There are moments on the practice field when McClain takes a play off. That's not to say that McClain would ever line up and not give everything he can possibly give, whether it's Saturday in Bryant-Denny Stadium against No. 9 LSU, Tuesday on the practice field or a July Wednesday in a 7-on-7 drill. McClain would take his uniform off before he would take a play off.
But there are times in practice when the coaches take McClain out of a drill to give a younger guy some work. McClain takes the play off. On those occasions, more often than not, McClain will not trot over to the sideline, grab a water bottle and chat up his teammates. McClain will walk to the middle of the field to stand alongside head coach Nick Saban.
Saban will watch the drill with his arms crossed. McClain will watch the drill with his arms crossed.
When McClain, consciously or not, adopts Saban's posture, it is physical confirmation of what everyone within Alabama football already understands. Ro McClain is Nick Saban writ large -- and fast and explosive. "Coach on the field" may be a cliché. With McClain, it fits. He may have a football-hot body but McClain is loved by his coaches and his teammates for his mind.
"It's unbelievable how much he understands the game," fellow linebacker Cory Reamer said. "The second part is how well he knows the defense. He really knows what Coach would like to go to in the situations we get it and he really does a good job communicating it."
On offense, when quarterback Greg McElroy calls an audible, the center changes the blocking scheme for the offensive line, and the backs and wide receivers signal one another their changes. On defense, when McClain calls an audible, he makes the changes for the defensive linemen, the secondary and the linebackers.
"He's got that gift of being able to analytically process information and react to it as fast as any guy I've ever been around," Steele said. "There are a lot of ways to teach players -- in the classroom, on the board, with video, practice reps. Some guys have to do it full speed. You can pass Rolando in the hall and say, 'In this formation, in this defense we need to do this,' and it's done.
"I've never coached but two like that," Steele said. "One of them was Sam Mills, who played 12 years in the NFL and was All-Pro several times. And Rolando."
Sitting at his desk on a recent hectic, game-planning Monday, Saban paused to explain what makes McClain's grasp of defense different from most players. If his defensive playbook were a math text, it would be calculus. McClain knows it like a Tuscaloosa first-grader knows that two plus two equals 3rd-and-6.

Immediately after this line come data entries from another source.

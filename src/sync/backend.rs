//! Backend boundary
//!
//! [`Backend`] is the only I/O seam of the core. [`ReplayAuthority`] is an
//! in-process authority that re-executes every batch with the same engine,
//! the way the on-chain contract does.

use std::collections::VecDeque;

use serde::{Deserialize, Serialize};

use super::Batch;
use crate::error::{ConfigError, ReplayError, SubmitError};
use crate::sim::Game;

/// Acknowledgement of an accepted batch.
#[derive(Debug, Clone, Copy, PartialEq, Eq, Serialize, Deserialize)]
pub struct Receipt {
    pub accepted: usize,
}

pub trait Backend<A, S> {
    /// Apply `batch` atomically: all of it or none of it.
    fn submit(&mut self, batch: &Batch<A, S>) -> Result<Receipt, SubmitError>;
}

/// Failure injected ahead of the next submission.
#[derive(Debug, Clone, Copy, PartialEq, Eq)]
pub enum Fault {
    Transport,
    Reject,
}

/// Abort code used for injected rejections
pub const INJECTED_REJECT_CODE: u64 = 1;

#[derive(Debug, Clone)]
pub struct ReplayAuthority<G: Game> {
    state: G,
    applied: usize,
    finalized: bool,
    faults: VecDeque<Fault>,
    submissions: usize,
}

impl<G: Game> ReplayAuthority<G> {
    pub fn new(level: &G::Level) -> Result<Self, ConfigError> {
        Ok(Self {
            state: G::start(level)?,
            applied: 0,
            finalized: false,
            faults: VecDeque::new(),
            submissions: 0,
        })
    }

    /// State the authority currently holds
    pub fn state(&self) -> &G {
        &self.state
    }

    /// Number of actions applied so far
    pub fn applied(&self) -> usize {
        self.applied
    }

    pub fn is_finalized(&self) -> bool {
        self.finalized
    }

    pub fn submissions(&self) -> usize {
        self.submissions
    }

    pub fn inject(&mut self, fault: Fault) {
        self.faults.push_back(fault);
    }

    fn apply(&self, batch: &Batch<G::Action, G::Summary>) -> Result<G, ReplayError> {
        if self.finalized {
            return Err(G::FINISHED);
        }
        if batch.first_index != self.applied {
            return Err(ReplayError::OutOfOrder {
                expected: self.applied,
                got: batch.first_index,
            });
        }
        let mut next = self.state.clone();
        for action in &batch.actions {
            next.replay(action)?;
        }
        if let Some(summary) = &batch.finalize {
            if *summary != next.summary() {
                return Err(ReplayError::SummaryMismatch);
            }
        }
        Ok(next)
    }
}

impl<G: Game> Backend<G::Action, G::Summary> for ReplayAuthority<G> {
    fn submit(&mut self, batch: &Batch<G::Action, G::Summary>) -> Result<Receipt, SubmitError> {
        self.submissions += 1;
        if let Some(fault) = self.faults.pop_front() {
            log::warn!("{}: injected {:?} fault", G::NAME, fault);
            return Err(match fault {
                Fault::Transport => SubmitError::Transport("connection reset".into()),
                Fault::Reject => SubmitError::Rejected {
                    code: INJECTED_REJECT_CODE,
                    message: "injected rejection".into(),
                },
            });
        }

        match self.apply(batch) {
            Ok(next) => {
                self.state = next;
                self.applied += batch.len();
                self.finalized = batch.finalize.is_some();
                log::debug!(
                    "{}: accepted {} actions, {} applied",
                    G::NAME,
                    batch.len(),
                    self.applied
                );
                Ok(Receipt {
                    accepted: batch.len(),
                })
            }
            Err(err) => {
                log::warn!("{}: rejected batch at #{}: {}", G::NAME, batch.first_index, err);
                Err(err.into())
            }
        }
    }
}
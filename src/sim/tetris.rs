//! Falling-block puzzle engine
//!
//! Mirrors the backend's `place_piece` rules. Moves, rotations and soft
//! drops are local only; the backend sees one [`Placement`] per locked piece
//! and re-derives its score and line totals.

use glam::IVec2;
use serde::{Deserialize, Serialize};

use super::{Game, Lcg, Transition};
use crate::consts::*;
use crate::error::{ConfigError, ReplayError};

/// Tetromino kinds. Discriminants are the backend's piece ids.
#[derive(Debug, Clone, Copy, PartialEq, Eq, Hash, Serialize, Deserialize)]
#[repr(u8)]
pub enum Piece {
    I = 0,
    O = 1,
    T = 2,
    S = 3,
    Z = 4,
    L = 5,
    J = 6,
}

/// `(row, col)` offsets from the top-left anchor, per piece and rotation.
static SHAPES: [[[(i32, i32); 4]; 4]; 7] = [
    // I
    [
        [(0, 0), (0, 1), (0, 2), (0, 3)],
        [(0, 0), (1, 0), (2, 0), (3, 0)],
        [(0, 0), (0, 1), (0, 2), (0, 3)],
        [(0, 0), (1, 0), (2, 0), (3, 0)],
    ],
    // O
    [
        [(0, 0), (0, 1), (1, 0), (1, 1)],
        [(0, 0), (0, 1), (1, 0), (1, 1)],
        [(0, 0), (0, 1), (1, 0), (1, 1)],
        [(0, 0), (0, 1), (1, 0), (1, 1)],
    ],
    // T
    [
        [(0, 0), (0, 1), (0, 2), (1, 1)],
        [(0, 0), (1, 0), (1, 1), (2, 0)],
        [(0, 1), (1, 0), (1, 1), (1, 2)],
        [(0, 1), (1, 0), (1, 1), (2, 1)],
    ],
    // S
    [
        [(0, 1), (0, 2), (1, 0), (1, 1)],
        [(0, 0), (1, 0), (1, 1), (2, 1)],
        [(0, 1), (0, 2), (1, 0), (1, 1)],
        [(0, 0), (1, 0), (1, 1), (2, 1)],
    ],
    // Z
    [
        [(0, 0), (0, 1), (1, 1), (1, 2)],
        [(0, 1), (1, 0), (1, 1), (2, 0)],
        [(0, 0), (0, 1), (1, 1), (1, 2)],
        [(0, 1), (1, 0), (1, 1), (2, 0)],
    ],
    // L
    [
        [(0, 0), (1, 0), (2, 0), (2, 1)],
        [(0, 0), (0, 1), (0, 2), (1, 0)],
        [(0, 0), (0, 1), (1, 1), (2, 1)],
        [(0, 2), (1, 0), (1, 1), (1, 2)],
    ],
    // J
    [
        [(0, 1), (1, 1), (2, 0), (2, 1)],
        [(0, 0), (1, 0), (1, 1), (1, 2)],
        [(0, 0), (0, 1), (1, 0), (2, 0)],
        [(0, 0), (0, 1), (0, 2), (1, 2)],
    ],
];

/// Backend abort codes for refused placements.
pub mod abort {
    use crate::error::ReplayError;

    pub const NOT_ACTIVE: ReplayError = ReplayError::rejected(101, "game is not active");
    pub const ALREADY_FINISHED: ReplayError = ReplayError::rejected(102, "game already finished");
    pub const INVALID_PIECE: ReplayError = ReplayError::rejected(103, "invalid piece type");
    pub const INVALID_COLUMN: ReplayError = ReplayError::rejected(104, "invalid column");
    pub const INVALID_ROTATION: ReplayError = ReplayError::rejected(105, "invalid rotation");
    /// The backend derives the landing row itself; a claimed row that
    /// disagrees is caught by the replay authority.
    pub const INVALID_PLACEMENT: ReplayError = ReplayError::rejected(903, "invalid landing position");
}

"Some guys understand their position," Saban said. "But I would venture to guess Ro knows what every player is supposed to do on every play on defense, and he knows like I know who didn't do right, and when he didn't do right, sometimes immediately."
Asked to define McClain's football intelligence for an audience that hasn't played, Saban used baseball.
"You can teach a hitter where the strike zone is," Saban said. "You can even teach him how to swing a bat. But you really can't teach him [how to judge] a ball or a strike from the time it leaves the pitcher's hand until it gets to home plate. The guy's got to figure that out on his own and make an" -- Saban snapped his fingers -- "almost athletic intuition decision, that this is a good pitch to hit.
"Even though we're not playing baseball, from a football-playing standpoint, Ro would be … " Saban thought for a second.
"Albert Pujols?"
It would be a great story to say that McClain sought out Saban, that he came to Tuscaloosa from his hometown of Decatur, Ala., to scratch an intellectual itch. It would be a great story. It would be fiction.
"When I came here, he told me if I wanted to play my freshman year, I had to learn the defense," McClain said. He began to laugh. "I wanted to play."
That they came together at all is a happy accident. McClain committed to Alabama to play for Saban's predecessor, Mike Shula. All McClain knew about Saban was that he had won a national championship at LSU. Saban knew McClain had been one of the nation's top high school linebackers at Decatur High. But he didn't get to know him until the freshmen reported to campus in the summer of 2007.
Saban met a young man ready to compete. As McClain helped lead Decatur High to the state Final Four in basketball, he also continued working out for football.
"He understood when he committed to Alabama that, 'Hey, I have a chance to play early,'" Decatur High head football coach Jere Adcock said. "He and Caleb Thomas, who's a guard at UAB now, would come up here after basketball practice and lift weights."
Adcock said he has had players who pushed themselves as hard as McClain. "They're undersized," he said. "To see a kid of that size and that ability push himself to that level is why he has elevated himself."
McClain beat out a returning starter, sophomore Prince Hall, and started the opener as a true freshman. The season had its bumps. McClain started eight games. Saban, who drives his players and coaches as hard as he drives himself, learned not to yell at McClain.
"It didn't do any good," Saban said. He recognizes the obsession.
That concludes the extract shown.